Goals
The course aims to foster core competency-based course learning objectives: knowledge for practice, professionalism, patient care, interpersonal and communication skills, practice-based learning and improvement, interprofessional collaboration, and personal and professional development.
Description
The module encompasses topics related to gross anatomy, radiology, histology, embryology and acquired anatomic pathology. The course utilizes multiple instructional methods, including cadaver dissection in a recently renovated laboratory that encourages an investigative approach to dissection. As an alternative to dissection, students at our Northwest Arkansas campus have access to a comprehensive collection of plastinated prosected cadavers and a virtual reality learning system. Students work in laboratory teams and discussion groups to promote development of professional work traits, teamwork skills and self-directed problem-solving abilities important for fostering lifelong learning habits.
Throughout the pre-clerkship phase of the curriculum, a longitudinal series of ultrasound laboratories are embedded in the foundational and organ-based modules of the curriculum. The anatomy teaching faculty join members of the Department of Emergency Medicine and the Department of Radiology in teaching these hands-on small group laboratory sessions, which are mostly taught in the UAMS Clinical Skills Center with its staff of standardized patients.

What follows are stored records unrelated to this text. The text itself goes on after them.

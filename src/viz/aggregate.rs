//! Per-x reduction of series points.

use super::options::ChartOptions;
use crate::format::value_key;
use crate::models::{Point, Series};
use crate::stats::Aggregation;
use ahash::AHashMap;
use serde_json::Value;

/// Group each aggregating series by x (first-seen order) and reduce y values.
///
/// Series whose effective type does not aggregate (scatter, bubble, box, heatmap,
/// custom) pass through untouched.
pub fn aggregate_series(series: Vec<Series>, options: &ChartOptions) -> Vec<Series> {
    series
        .into_iter()
        .map(|s| {
            if options.series_options_for(&s.name).kind.aggregates() {
                aggregate_one(s, options.aggregation)
            } else {
                s
            }
        })
        .collect()
}

fn aggregate_one(series: Series, aggregation: Aggregation) -> Series {
    let Series { name, kind, data } = series;
    let mut buckets: Vec<(Point, Vec<Value>)> = Vec::new();
    let mut by_x: AHashMap<String, usize> = AHashMap::new();

    for point in data {
        let key = value_key(&point.x_or_default());
        match by_x.get(&key) {
            Some(&i) => buckets[i].1.push(point.y.clone()),
            None => {
                by_x.insert(key, buckets.len());
                let y = point.y.clone();
                buckets.push((point, vec![y]));
            }
        }
    }

    let data = buckets
        .into_iter()
        .map(|(first, ys)| Point {
            y: aggregation.apply(&ys),
            ..first
        })
        .collect();
    Series { name, kind, data }
}

#[cfg(test)]
mod tests {
    use super::*;
    use crate::viz::ChartType;
    use crate::viz::options::get_options;
    use serde_json::json;
    use std::sync::Arc;

    fn series(kind: ChartType, pts: &[(i64, Value)]) -> Series {
        let mut s = Series::new("s", kind);
        for (x, y) in pts {
            s.data.push(Point {
                x: Some(json!(x)),
                y: y.clone(),
                y_error: None,
                size: None,
                z_val: None,
                raw: Arc::new(Default::default()),
            });
        }
        s
    }

    #[test]
    fn buckets_keep_first_seen_order() {
        let opts = get_options(&json!({"aggregation": "max"})).unwrap();
        let s = series(
            ChartType::Column,
            &[(2, json!(1)), (1, json!(5)), (2, json!(7))],
        );
        let out = aggregate_series(vec![s], &opts);
        let xs: Vec<_> = out[0].data.iter().map(|p| p.x.clone().unwrap()).collect();
        assert_eq!(xs, [json!(2), json!(1)]);
        assert_eq!(out[0].data[0].y, json!(7.0));
    }

    #[test]
    fn scatter_points_are_not_collapsed() {
        let opts = get_options(&json!({"globalSeriesType": "scatter"})).unwrap();
        let s = series(ChartType::Scatter, &[(1, json!(1)), (1, json!(2))]);
        let out = aggregate_series(vec![s], &opts);
        assert_eq!(out[0].data.len(), 2);
    }
}
//! dashchart
//!
//! Turns tabular query results and saved visualization options into Plotly-ready
//! chart figures, plus the data shaping behind counter, funnel and table views.
//! Pairs with the `dashchart` CLI.
//!
//! ### Features
//! - Column-role mapping and per-x aggregation (sum, mean, median, percentiles, counts)
//! - Column, line, area, scatter, bubble, box, pie and heatmap traces, custom chart data
//! - Percent values, stacking, unified x axes and templated labels
//! - Layout negotiation for axis ranges, zero alignment and legend placement
//! - numeral/moment-style value formatting
//!
//! ### Example
//! ```no_run
//! use dashchart::{Size, get_options, render_figure, storage};
//!
//! let result = storage::load_query_result("sales.csv")?;
//! let options = get_options(&serde_json::json!({
//!     "globalSeriesType": "column",
//!     "columnMapping": {"month": "x", "units": "y"}
//! }))?;
//! let figure = render_figure(&result, &options, Size::new(800.0, 400.0))?;
//! storage::save_json(&figure, "figure.json")?;
//! # Ok::<(), anyhow::Error>(())
//! ```

pub mod color;
pub mod counter;
pub mod error;
pub mod format;
pub mod funnel;
pub mod models;
pub mod stats;
pub mod storage;
pub mod table;
pub mod viz;

pub use error::{ChartError, RenderError, Result};
pub use models::{Column, ColumnType, QueryResult, Row};
pub use viz::{ChartOptions, ChartType, Figure, Size, build_series, get_options, render_figure};
use super::{hover_info_pattern, normalize_for_axis};
use crate::color::{choose_text_color, palette_color};
use crate::format::{clean_number, compare_values, number_value};
use crate::models::{Point, Series};
use crate::viz::options::ChartOptions;
use crate::viz::trace::{ErrorBars, Font, Marker, SourceData, SourcePoint, Trace, XyTrace};
use crate::viz::types::ChartType;
use serde_json::Value;
use std::sync::Arc;

/// Column, line, area, scatter, bubble and box series.
pub fn prepare_xy_data(series: &[Series], options: &ChartOptions) -> Vec<Trace> {
    let hoverinfo = hover_info_pattern(&options.text_format);
    series
        .iter()
        .enumerate()
        .map(|(index, s)| Trace::Xy(prepare_series(s, options, index, &hoverinfo)))
        .collect()
}

fn prepare_series(series: &Series, options: &ChartOptions, index: usize, hoverinfo: &str) -> XyTrace {
    let effective = options.series_options_for(&series.name);
    let color = effective
        .color
        .clone()
        .unwrap_or_else(|| palette_color(index).to_string());
    let secondary = effective.y_axis == 1
        && (!options.uses_stacking() || effective.kind == ChartType::Line);
    let y_axis_kind = options.y_axis_options(usize::from(secondary)).kind;
    let y_is_any = effective.kind.y_is_any();

    let mut data: Vec<(Value, &Point)> = series
        .data
        .iter()
        .map(|p| (normalize_for_axis(&p.x_or_default(), options.x_axis.kind), p))
        .collect();
    if options.sort_x {
        data.sort_by(|a, b| compare_values(&a.0, &b.0));
    }

    let mut source_data = SourceData::default();
    let (mut xs, mut ys, mut errors, mut sizes) = (Vec::new(), Vec::new(), Vec::new(), Vec::new());
    for (x, point) in data {
        let y = if y_is_any {
            normalize_for_axis(&point.y, y_axis_kind)
        } else {
            match clean_number(&point.y) {
                Some(v) => number_value(Some(v)),
                None if options.missing_values_as_zero => number_value(Some(0.0)),
                None => {
                    log::debug!("series {:?}: non-numeric y {} kept as gap", series.name, point.y);
                    Value::Null
                }
            }
        };
        // empty or non-numeric cells count as no error / no size
        let y_error = point
            .y_error
            .as_ref()
            .and_then(clean_number)
            .map(|e| number_value(Some(e)));
        let size = point
            .size
            .as_ref()
            .and_then(clean_number)
            .map(|s| number_value(Some(s)));

        xs.push(x.clone());
        ys.push(y.clone());
        errors.push(y_error.clone().unwrap_or(Value::Null));
        sizes.push(
            size.as_ref()
                .and_then(clean_number)
                .map(|s| number_value(Some(s * options.coefficient)))
                .unwrap_or(Value::Null),
        );
        source_data.push(SourcePoint {
            x,
            y,
            y_error,
            size,
            y_percent: None,
            orig_x: point.x_or_default(),
            orig_y: point.y.clone(),
            raw: Arc::clone(&point.raw),
        });
    }

    let mut trace = XyTrace {
        kind: "scatter",
        name: effective.name.clone().unwrap_or_else(|| series.name.clone()),
        visible: true,
        x: xs,
        y: ys,
        mode: None,
        fill: None,
        offsetgroup: None,
        orientation: None,
        xaxis: None,
        yaxis: Some(if secondary { "y2" } else { "y" }),
        marker: Marker {
            color: Some(color.clone()),
            ..Marker::default()
        },
        insidetextfont: Font {
            color: choose_text_color(&color),
        },
        error_y: ErrorBars {
            kind: options.error_y.kind.clone(),
            visible: options.error_y.visible,
            array: errors,
            color: color.clone(),
        },
        text: Vec::new(),
        textposition: None,
        hoverinfo: Value::from(hoverinfo),
        boxpoints: None,
        jitter: None,
        pointpos: None,
        series_name: series.name.clone(),
        series_kind: effective.kind,
        source_data,
    };

    let with_labels = |mode: &str| {
        if options.show_data_labels {
            format!("{mode}+text")
        } else {
            mode.to_string()
        }
    };

    match effective.kind {
        ChartType::Column => {
            trace.kind = "bar";
            trace.offsetgroup = Some(index.to_string());
            trace.textposition = Some(if options.show_data_labels { "inside" } else { "none" });
        }
        ChartType::Line => {
            trace.mode = Some(with_labels("lines"));
        }
        ChartType::Area => {
            trace.mode = Some(with_labels("lines"));
            trace.fill = Some(if options.uses_stacking() { "tonexty" } else { "tozeroy" });
        }
        ChartType::Scatter => {
            trace.mode = Some(with_labels("markers"));
        }
        ChartType::Bubble => {
            trace.mode = Some("markers".to_string());
            trace.marker = Marker {
                color: Some(color),
                size: Some(Value::Array(sizes)),
                sizemode: Some(options.sizemode.as_str().to_string()),
            };
        }
        ChartType::Box => {
            trace.kind = "box";
            trace.mode = Some("markers".to_string());
            trace.hoverinfo = Value::Bool(false);
            trace.marker = Marker {
                color: Some(color),
                size: Some(Value::from(3)),
                sizemode: None,
            };
            if options.showpoints {
                trace.boxpoints = Some("all");
                trace.jitter = Some(0.3);
                trace.pointpos = Some(-1.8);
            } else {
                trace.boxpoints = Some("outliers");
            }
        }
        // a per-series override to a non-xy kind keeps the plain trace
        ChartType::Pie | ChartType::Heatmap | ChartType::Custom => {}
    }
    trace
}

#[cfg(test)]
mod tests {
    use super::*;
    use crate::viz::options::get_options;
    use serde_json::json;

    fn series(name: &str, pts: &[(Value, Value)]) -> Series {
        let mut s = Series::new(name, ChartType::Column);
        for (x, y) in pts {
            s.data.push(Point {
                x: Some(x.clone()),
                y: y.clone(),
                y_error: None,
                size: Some(json!(2)),
                z_val: None,
                raw: Arc::new(Default::default()),
            });
        }
        s
    }

    fn xy(trace: &Trace) -> &XyTrace {
        match trace {
            Trace::Xy(t) => t,
            other => panic!("expected xy trace, got {other:?}"),
        }
    }

    #[test]
    fn missing_values_follow_policy() {
        let s = series("s", &[(json!(1), json!(5)), (json!(2), json!(null))]);
        let zero = get_options(&json!({})).unwrap();
        assert_eq!(xy(&prepare_xy_data(&[s.clone()], &zero)[0]).y, [json!(5.0), json!(0.0)]);
        let gap = get_options(&json!({"missingValuesAsZero": false})).unwrap();
        assert_eq!(xy(&prepare_xy_data(&[s], &gap)[0]).y, [json!(5.0), Value::Null]);
    }

    #[test]
    fn columns_get_offset_groups_and_palette_colors() {
        let opts = get_options(&json!({})).unwrap();
        let a = series("a", &[(json!(1), json!(1))]);
        let b = series("b", &[(json!(1), json!(2))]);
        let traces = prepare_xy_data(&[a, b], &opts);
        let b = xy(&traces[1]);
        assert_eq!(b.kind, "bar");
        assert_eq!(b.offsetgroup.as_deref(), Some("1"));
        assert_eq!(b.marker.color.as_deref(), Some("#E92828"));
        assert_eq!(b.textposition, Some("none"));
    }

    #[test]
    fn secondary_axis_needs_no_stacking_or_line() {
        let opts = get_options(&json!({
            "seriesOptions": {"a": {"yAxis": 1}, "b": {"yAxis": 1, "type": "line"}},
            "series": {"stacking": "stack"}
        }))
        .unwrap();
        let traces = prepare_xy_data(
            &[series("a", &[(json!(1), json!(1))]), series("b", &[(json!(1), json!(1))])],
            &opts,
        );
        assert_eq!(xy(&traces[0]).yaxis, Some("y"));
        assert_eq!(xy(&traces[1]).yaxis, Some("y2"));
    }

    #[test]
    fn sort_x_orders_points() {
        let opts = get_options(&json!({"globalSeriesType": "line"})).unwrap();
        let s = series("s", &[(json!(3), json!(1)), (json!(1), json!(2))]);
        let t = prepare_xy_data(&[s], &opts);
        assert_eq!(xy(&t[0]).x, [json!(1), json!(3)]);
        assert_eq!(xy(&t[0]).mode.as_deref(), Some("lines"));
    }

    #[test]
    fn bubble_sizes_scale_by_coefficient() {
        let opts = get_options(&json!({"globalSeriesType": "bubble", "coefficient": 3})).unwrap();
        let s = series("s", &[(json!(1), json!("high"))]);
        let t = prepare_xy_data(&[s], &opts);
        let t = xy(&t[0]);
        assert_eq!(t.y, [json!("high")]);
        assert_eq!(t.marker.size, Some(json!([6.0])));
        assert_eq!(t.marker.sizemode.as_deref(), Some("diameter"));
    }

    #[test]
    fn area_fill_depends_on_stacking() {
        let s = series("s", &[(json!(1), json!(1))]);
        let plain = get_options(&json!({"globalSeriesType": "area"})).unwrap();
        assert_eq!(xy(&prepare_xy_data(&[s.clone()], &plain)[0]).fill, Some("tozeroy"));
        let stacked = get_options(&json!({
            "globalSeriesType": "area",
            "series": {"stacking": "stack"}
        }))
        .unwrap();
        assert_eq!(xy(&prepare_xy_data(&[s], &stacked)[0]).fill, Some("tonexty"));
    }

    #[test]
    fn blank_errors_and_sizes_are_absent() {
        let mut s = series("s", &[(json!(1), json!(5)), (json!(2), json!(6))]);
        s.data[0].y_error = Some(json!(0.5));
        s.data[1].y_error = Some(Value::Null);
        s.data[1].size = Some(json!("n/a"));
        let opts = get_options(&json!({})).unwrap();
        let t = prepare_xy_data(&[s], &opts);
        let t = xy(&t[0]);
        assert_eq!(t.error_y.array, [json!(0.5), Value::Null]);
        let points: Vec<_> = t.source_data.iter().collect();
        assert_eq!(points[0].y_error, Some(json!(0.5)));
        assert_eq!(points[1].y_error, None);
        assert_eq!(points[1].size, None);
    }

    #[test]
    fn box_points_toggle() {
        let opts = get_options(&json!({"globalSeriesType": "box", "showpoints": true})).unwrap();
        let t = prepare_xy_data(&[series("s", &[(json!(1), json!(1))])], &opts);
        let t = xy(&t[0]);
        assert_eq!(t.boxpoints, Some("all"));
        assert_eq!(t.pointpos, Some(-1.8));
        assert_eq!(t.hoverinfo, Value::Bool(false));
    }
}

Radiologists and interventional radiologists meet with students weekly to discuss clinical cases. Dr. Kevin Wong in the Department of Radiology serves as the module’s Clinical Co-Director. Moreover, numerous pathology faculty and residents volunteer to help students identify grossly visible lesions in the dissection laboratory and assist with the collection of biopsy specimens and the microscopic analysis of these specimens. This interdisciplinary and multifaced approach to dissection is documented by student team generated abstracts and presentations at a research conference held on the final day of the course.
The Human Structure faculty embrace core institutional values: integrity, respect, diversity, teamwork, creativity, and excellence. Since 1999, students have annually organized a memorial service to honor the unique contributions that anatomical donors make to their education. Furthermore, the anatomy teaching complex includes a memorial gallery of artwork presented by the class.